В этом-то состоянии души и тела Чехов пишет письмо о новом, охватывающем его настроении, об ощущении близящихся счастливых перемен в русской жизни. Он воспитал в себе мужественную привычку наступать на горло собственным горестям и болячкам, отнеся их к числу тех мелочей, которым писатель не может и не должен поддаваться. Это и позволяло ему чутко улавливать пульс общественной жизни. Так уже теперь определяется одна из характернейших особенностей Чехова. Его личная жизнь будет становиться все более трудной, а в его творчестве все ярче будет разгораться радостная вера в людей, в ожидающее их счастье.
Не только не поправив здоровья, но и не отдохнув, Чехов в начале апреля возвращается в Мелихово. Дорогой ценой заплатил писатель за свое сахалинское подвижничество. Непомерная физическая и нервная нагрузка не только ускорила течение туберкулезного процесса. Поездка эта имела и другое тяжкое последствие — острое расстройство сердечной деятельности, те самые перебои, о которых он так часто вынужден был упоминать в своих письмах.

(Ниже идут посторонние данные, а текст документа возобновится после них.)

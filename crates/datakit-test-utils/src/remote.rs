//! [`MemoryAdapter`], an in-process remote object store.
//!
//! Implements the full adapter contract against a `Mutex`-guarded entity
//! map so engine behavior can be exercised hermetically. File versions are
//! kept in full, and uploads bump the version only when the content digest
//! actually changed.

use std::collections::HashMap;
use std::fs;
use std::path::Path;
use std::sync::{Arc, Mutex};

use sha2::{Digest, Sha256};

use datakit_sync::{EntityKind, Error, RemoteAdapter, RemoteEntity, Result};

#[derive(Debug, Clone)]
struct Entity {
    id: String,
    name: String,
    kind: EntityKind,
    parent_id: Option<String>,
    /// Full content per version, oldest first. Empty for non-files.
    versions: Vec<Vec<u8>>,
}

impl Entity {
    fn latest_version(&self) -> Option<String> {
        match self.kind {
            EntityKind::File => Some(self.versions.len().to_string()),
            _ => None,
        }
    }

    fn to_remote(&self) -> RemoteEntity {
        RemoteEntity {
            id: self.id.clone(),
            name: self.name.clone(),
            kind: self.kind,
            version: self.latest_version(),
            parent_id: self.parent_id.clone(),
            local_path: None,
        }
    }
}

#[derive(Debug, Default)]
struct State {
    entities: HashMap<String, Entity>,
    next_id: u64,
}

impl State {
    fn mint_id(&mut self) -> String {
        self.next_id += 1;
        format!("syn{}", self.next_id)
    }

    fn get(&self, id: &str) -> Result<&Entity> {
        self.entities
            .get(id)
            .ok_or_else(|| Error::RemoteEntityNotFound { id: id.to_string() })
    }

    fn child_named(&self, parent_id: &str, name: &str) -> Option<&Entity> {
        self.entities
            .values()
            .find(|e| e.parent_id.as_deref() == Some(parent_id) && e.name == name)
    }
}

/// An in-memory remote store serving the `syn` scheme.
///
/// Clones share the same store, so a test can keep a handle for seeding
/// and assertions while the engine owns a boxed clone.
#[derive(Debug, Clone, Default)]
pub struct MemoryAdapter {
    state: Arc<Mutex<State>>,
}

impl MemoryAdapter {
    pub fn new() -> Self {
        Self::default()
    }

    /// Latest stored bytes of a file entity, for test assertions.
    pub fn file_bytes(&self, id: &str) -> Option<Vec<u8>> {
        let state = self.state.lock().unwrap();
        state
            .entities
            .get(id)
            .and_then(|e| e.versions.last().cloned())
    }

    /// Look up a direct child by name, for test assertions.
    pub fn child_named(&self, parent_id: &str, name: &str) -> Option<RemoteEntity> {
        let state = self.state.lock().unwrap();
        state.child_named(parent_id, name).map(Entity::to_remote)
    }

    /// Seed a folder under `parent_id` without going through the engine.
    pub fn seed_folder(&self, parent_id: &str, name: &str) -> RemoteEntity {
        self.find_or_create_folder(parent_id, name).unwrap()
    }

    /// Seed a file with `content` under `parent_id` without going through
    /// the engine.
    pub fn seed_file(&self, parent_id: &str, name: &str, content: &[u8]) -> RemoteEntity {
        let mut state = self.state.lock().unwrap();
        let id = state.mint_id();
        let entity = Entity {
            id: id.clone(),
            name: name.to_string(),
            kind: EntityKind::File,
            parent_id: Some(parent_id.to_string()),
            versions: vec![content.to_vec()],
        };
        state.entities.insert(id.clone(), entity);
        state.entities[&id].to_remote()
    }
}

impl RemoteAdapter for MemoryAdapter {
    fn name(&self) -> &str {
        "Memory"
    }

    fn scheme(&self) -> &str {
        "syn"
    }

    fn connected(&self) -> bool {
        true
    }

    fn create_project(&self, name: &str) -> Result<RemoteEntity> {
        let mut state = self.state.lock().unwrap();
        if let Some(existing) = state
            .entities
            .values()
            .find(|e| e.kind == EntityKind::Project && e.name == name)
        {
            return Err(Error::RemoteNameTaken {
                name: name.to_string(),
                entity_id: existing.id.clone(),
            });
        }

        let id = state.mint_id();
        let entity = Entity {
            id: id.clone(),
            name: name.to_string(),
            kind: EntityKind::Project,
            parent_id: None,
            versions: Vec::new(),
        };
        state.entities.insert(id.clone(), entity);
        Ok(state.entities[&id].to_remote())
    }

    fn get_entity(&self, id: &str, version: Option<&str>) -> Result<RemoteEntity> {
        let state = self.state.lock().unwrap();
        let entity = state.get(id)?;
        let mut remote = entity.to_remote();
        if let Some(version) = version {
            let number: usize = version
                .parse()
                .map_err(|_| Error::adapter(format!("invalid version {version} for {id}")))?;
            if entity.kind != EntityKind::File || number == 0 || number > entity.versions.len() {
                return Err(Error::adapter(format!(
                    "version {version} does not exist for {id}"
                )));
            }
            remote.version = Some(version.to_string());
        }
        Ok(remote)
    }

    fn remote_path(&self, id: &str) -> Result<Option<String>> {
        let state = self.state.lock().unwrap();
        let mut entity = state.get(id)?;
        if entity.kind == EntityKind::Project {
            return Ok(None);
        }

        let mut segments = vec![entity.name.clone()];
        while let Some(parent_id) = &entity.parent_id {
            entity = state.get(parent_id)?;
            if entity.kind == EntityKind::Project {
                break;
            }
            segments.push(entity.name.clone());
        }
        segments.reverse();
        Ok(Some(segments.join("/")))
    }

    fn list_children(&self, id: &str) -> Result<Vec<RemoteEntity>> {
        let state = self.state.lock().unwrap();
        state.get(id)?;
        let mut children: Vec<RemoteEntity> = state
            .entities
            .values()
            .filter(|e| e.parent_id.as_deref() == Some(id))
            .map(Entity::to_remote)
            .collect();
        children.sort_by(|a, b| a.name.cmp(&b.name));
        Ok(children)
    }

    fn find_or_create_folder(&self, parent_id: &str, name: &str) -> Result<RemoteEntity> {
        let mut state = self.state.lock().unwrap();
        state.get(parent_id)?;

        if let Some(existing) = state.child_named(parent_id, name) {
            if existing.kind != EntityKind::Directory {
                return Err(Error::RemoteNameTaken {
                    name: name.to_string(),
                    entity_id: existing.id.clone(),
                });
            }
            return Ok(existing.to_remote());
        }

        let id = state.mint_id();
        let entity = Entity {
            id: id.clone(),
            name: name.to_string(),
            kind: EntityKind::Directory,
            parent_id: Some(parent_id.to_string()),
            versions: Vec::new(),
        };
        state.entities.insert(id.clone(), entity);
        Ok(state.entities[&id].to_remote())
    }

    fn download_file(
        &self,
        id: &str,
        version: Option<&str>,
        dest_dir: &Path,
    ) -> Result<RemoteEntity> {
        let state = self.state.lock().unwrap();
        let entity = state.get(id)?;
        if entity.kind != EntityKind::File {
            return Err(Error::adapter(format!("{id} is not a file")));
        }

        let index = match version {
            Some(version) => {
                let number: usize = version
                    .parse()
                    .map_err(|_| Error::adapter(format!("invalid version {version} for {id}")))?;
                if number == 0 || number > entity.versions.len() {
                    return Err(Error::adapter(format!(
                        "version {version} does not exist for {id}"
                    )));
                }
                number - 1
            }
            None => entity.versions.len() - 1,
        };

        let dest = dest_dir.join(&entity.name);
        fs::write(&dest, &entity.versions[index])?;

        let mut remote = entity.to_remote();
        remote.version = Some((index + 1).to_string());
        remote.local_path = Some(dest);
        Ok(remote)
    }

    fn upload_file(&self, parent_id: &str, local_path: &Path) -> Result<RemoteEntity> {
        let content = fs::read(local_path)?;
        let name = local_path
            .file_name()
            .map(|n| n.to_string_lossy().into_owned())
            .ok_or_else(|| Error::adapter(format!("no file name in {}", local_path.display())))?;

        let mut state = self.state.lock().unwrap();
        state.get(parent_id)?;

        let id = match state.child_named(parent_id, &name) {
            Some(existing) if existing.kind != EntityKind::File => {
                return Err(Error::RemoteNameTaken {
                    name,
                    entity_id: existing.id.clone(),
                });
            }
            Some(existing) => existing.id.clone(),
            None => {
                let id = state.mint_id();
                let entity = Entity {
                    id: id.clone(),
                    name: name.clone(),
                    kind: EntityKind::File,
                    parent_id: Some(parent_id.to_string()),
                    versions: Vec::new(),
                };
                state.entities.insert(id.clone(), entity);
                id
            }
        };

        let entity = state.entities.get_mut(&id).unwrap();
        let unchanged = entity
            .versions
            .last()
            .map(|previous| digest(previous) == digest(&content))
            .unwrap_or(false);
        if !unchanged {
            entity.versions.push(content);
        }

        let mut remote = entity.to_remote();
        remote.local_path = Some(local_path.to_path_buf());
        Ok(remote)
    }
}

fn digest(content: &[u8]) -> [u8; 32] {
    Sha256::digest(content).into()
}
//! The remote adapter boundary
//!
//! A [`RemoteAdapter`] performs the actual remote entity CRUD and transfer
//! for one storage backend. The engine drives all recursion; the adapter
//! only exposes flat primitives over single entities. Adapters are
//! explicit, constructed dependencies injected into the
//! [`SyncEngine`](crate::SyncEngine).

use std::path::{Path, PathBuf};

use crate::Result;

/// What a remote entity is.
#[derive(Debug, Clone, Copy, PartialEq, Eq)]
pub enum EntityKind {
    Project,
    Directory,
    File,
}

/// A project, folder or file held in the remote object store.
#[derive(Debug, Clone, PartialEq)]
pub struct RemoteEntity {
    /// Backend-assigned identifier (the `id` part of a data URI).
    pub id: String,
    pub name: String,
    pub kind: EntityKind,
    pub version: Option<String>,
    /// Id of the containing entity; `None` for projects.
    pub parent_id: Option<String>,
    /// Where the entity was materialized locally, if it was.
    pub local_path: Option<PathBuf>,
}

impl RemoteEntity {
    pub fn is_project(&self) -> bool {
        self.kind == EntityKind::Project
    }

    pub fn is_directory(&self) -> bool {
        self.kind == EntityKind::Directory
    }

    pub fn is_file(&self) -> bool {
        self.kind == EntityKind::File
    }
}

/// One remote storage backend.
///
/// All operations are synchronous; failures propagate untranslated to the
/// engine caller. Implementations must make `find_or_create_folder`
/// idempotent, since recursive pushes walk the same parent chains
/// repeatedly.
pub trait RemoteAdapter {
    /// Backend name, e.g. "Synapse".
    fn name(&self) -> &str;

    /// The data URI scheme this adapter serves, e.g. "syn".
    fn scheme(&self) -> &str;

    /// Whether the backend is up and reachable.
    fn connected(&self) -> bool;

    /// Create a new remote project. Fails if a project with that name
    /// already exists.
    fn create_project(&self, name: &str) -> Result<RemoteEntity>;

    /// Fetch an entity's metadata.
    fn get_entity(&self, id: &str, version: Option<&str>) -> Result<RemoteEntity>;

    /// Slash-joined position of the entity below its project root
    /// (e.g. `data/core/f.csv`), or `None` for the project itself.
    fn remote_path(&self, id: &str) -> Result<Option<String>>;

    /// Direct children of a container, in deterministic name order.
    fn list_children(&self, id: &str) -> Result<Vec<RemoteEntity>>;

    /// Find a child folder by name, creating it when absent. Fails when
    /// the name is taken by a non-folder entity.
    fn find_or_create_folder(&self, parent_id: &str, name: &str) -> Result<RemoteEntity>;

    /// Download a file entity into `dest_dir`, overwriting any local copy.
    fn download_file(&self, id: &str, version: Option<&str>, dest_dir: &Path)
    -> Result<RemoteEntity>;

    /// Upload or replace a file under `parent_id`, keyed by file name.
    fn upload_file(&self, parent_id: &str, local_path: &Path) -> Result<RemoteEntity>;
}
//! Error types for datakit-sync

use std::path::PathBuf;

/// Result type for datakit-sync operations
pub type Result<T> = std::result::Result<T, Error>;

/// Errors that can occur in datakit-sync operations
#[derive(Debug, thiserror::Error)]
pub enum Error {
    #[error("Specify a remote URI or an existing local file or folder: {value}")]
    NotUriOrLocalPath { value: String },

    #[error("Could not determine a local path for {uri}: {reason}")]
    CannotPlaceResource { uri: String, reason: String },

    #[error("URI {uri} does not match the adapter scheme {adapter_scheme}")]
    UnsupportedScheme { uri: String, adapter_scheme: String },

    #[error("Project has no remote project URI; cannot push")]
    MissingProjectUri,

    #[error("Remote name {name} is already taken by another entity: {entity_id}")]
    RemoteNameTaken { name: String, entity_id: String },

    #[error("Remote entity not found: {id}")]
    RemoteEntityNotFound { id: String },

    #[error("Local path does not exist: {}", path.display())]
    LocalPathMissing { path: PathBuf },

    /// Adapter-originated failure; propagated untranslated.
    #[error("Remote adapter error: {message}")]
    Adapter { message: String },

    #[error(transparent)]
    Manifest(#[from] datakit_manifest::Error),

    #[error(transparent)]
    Fs(#[from] datakit_fs::Error),

    #[error(transparent)]
    Io(#[from] std::io::Error),
}

impl Error {
    pub fn adapter(message: impl Into<String>) -> Self {
        Self::Adapter {
            message: message.into(),
        }
    }
}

Вот и теперь, вскоре после приезда в Мелихово, он рассказывает Суворину: "…на днях едва не упал, и мне минуту казалось, что я умираю: хожу с соседом-князем по аллее, разговариваю — вдруг в груди что-то обрывается, чувство теплоты и тесноты, в ушах шум, я вспоминаю, что у меня подолгу бывают перебои сердца — значит, недаром, думаю; быстро иду к террасе, на которой сидят гости, и одна мысль: как-то неловко падать и умирать при чужих. Но вошел к себе в спальню, выпил воды — и очнулся".
Летом Антон Павлович строит флигель, ставший одной из достопримечательностей чеховского Мелихова. Это было убежище, где можно было хоть как-то уединиться для работы. Поток гостей все рос. В то же время Чехов участвует в работе съезда земских врачей Московской области, избирается гласным Серпуховского земского собрания. В июле заканчивается публикация "Острова Сахалина" в "Русской мысли", напечатан "Учитель словесности". Чехов усиленно поговаривает о написании новой пьесы и продолжает работать над повестью "Три года", которая будет закончена зимой.